Next, when a signal voltage is applied from the lead wire 25 to the release coil 21a in the ON state of the circuit breaker, the current of the release coil 21a reduces the attraction force of the permanent magnet 21c. The force of the jar spring 23 becomes stronger than the attraction force, and the plunger 22 is pushed to the left in the drawing (the direction indicated by the arrow in FIG. 2). When the plunger 22 is pushed out, the trip bar 16 is pressed as shown in FIG. 2 to operate an opening / closing mechanism (not shown). By this operation, the cross bar 17 connected to the opening / closing mechanism is rotated, and both contacts of the movable contact 14 and the fixed contact 15 are separated. As described above, when the cross bar 17 is rotated so as to separate both contacts, the engagement / disengagement portion 26b of the operation lever 26 is released from the pressing of the engagement projection 17a, and is clockwise rotated by the urging force of the reset spring 28. To the state shown in FIG. The clockwise rotation of the operating lever 26 causes the pusher 26c to press the operating button 24a, so that the burnout prevention switch 24 is turned off. Therefore, even if the application of the signal voltage is continued, the release coil 21a is not energized, so that problems such as burning of the release coil 21a or a high temperature state are solved. Then, the engagement finger 26a of the operation lever 26 causes the plunger 22 to be attracted to the permanent magnet 21c against the urging force of the plunger spring 23, and is reset.

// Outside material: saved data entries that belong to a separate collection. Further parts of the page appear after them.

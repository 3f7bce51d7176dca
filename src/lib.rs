/// YouTube Transcript Extractor - Rust Implementation
///
/// Pulls the transcript, chapters and metadata out of a YouTube watch page
/// and groups the transcript into fixed-width time buckets.

pub mod config;
pub mod error;
pub mod selectors;
pub mod polling;
pub mod page;
pub mod transcript;
pub mod metadata;
pub mod fetch;
pub mod export;
pub mod session;

// Re-export main types for easy access
pub use crate::config::{Config, ConfigBuilder, OutputFormat};
pub use crate::error::ExtractionError;
pub use crate::page::{ElementHandle, ElementSnapshot, HtmlSnapshot, Page};
pub use crate::polling::{Delay, NoDelay, TokioDelay};
pub use crate::selectors::SelectorTable;
pub use crate::transcript::{BucketPolicy, TimestampStyle, TranscriptDocument, TranscriptExtractor};
pub use crate::metadata::{MetadataExtractor, PageDetails, VideoMetadata};
pub use crate::fetch::WatchPageClient;
pub use crate::session::{ExtractionSession, SessionError, VideoReport};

In the circuit breaker voltage trip device constructed as in the first embodiment, the operating lever 26 which rotates in response to the ON / OFF or trip state of the circuit breaker is provided.
Further, by providing the pusher portion 26c for switching the burnout prevention switch 24, the actuator and the actuator spring are not required as compared with the conventional device, so that the assembling is easy and a small voltage trip device can be obtained.

Embodiment 2 FIG. In the first embodiment, the attraction force of the permanent magnet 21c is reduced by applying a signal voltage to the release coil 21a in the ON state of the circuit breaker, and the plunger 22 is moved by the plunger spring 23 so that the trip bar 16 is moved. Press to activate the opening and closing mechanism. With this operation, the cross bar 17 rotates, and the engagement projection 17a releases the engagement of the engagement / disengagement portion 26b of the operation lever 26. When the engagement / disengagement portion 26b is released, the operating lever 26 rotates clockwise to push the button 24a of the burnout prevention switch 24 to cut off the power supply to the release coil 21a. Next, the engaging finger 26a of the operating lever 26 is configured to attract the plunger 22 to the permanent magnet 21c at the reset position.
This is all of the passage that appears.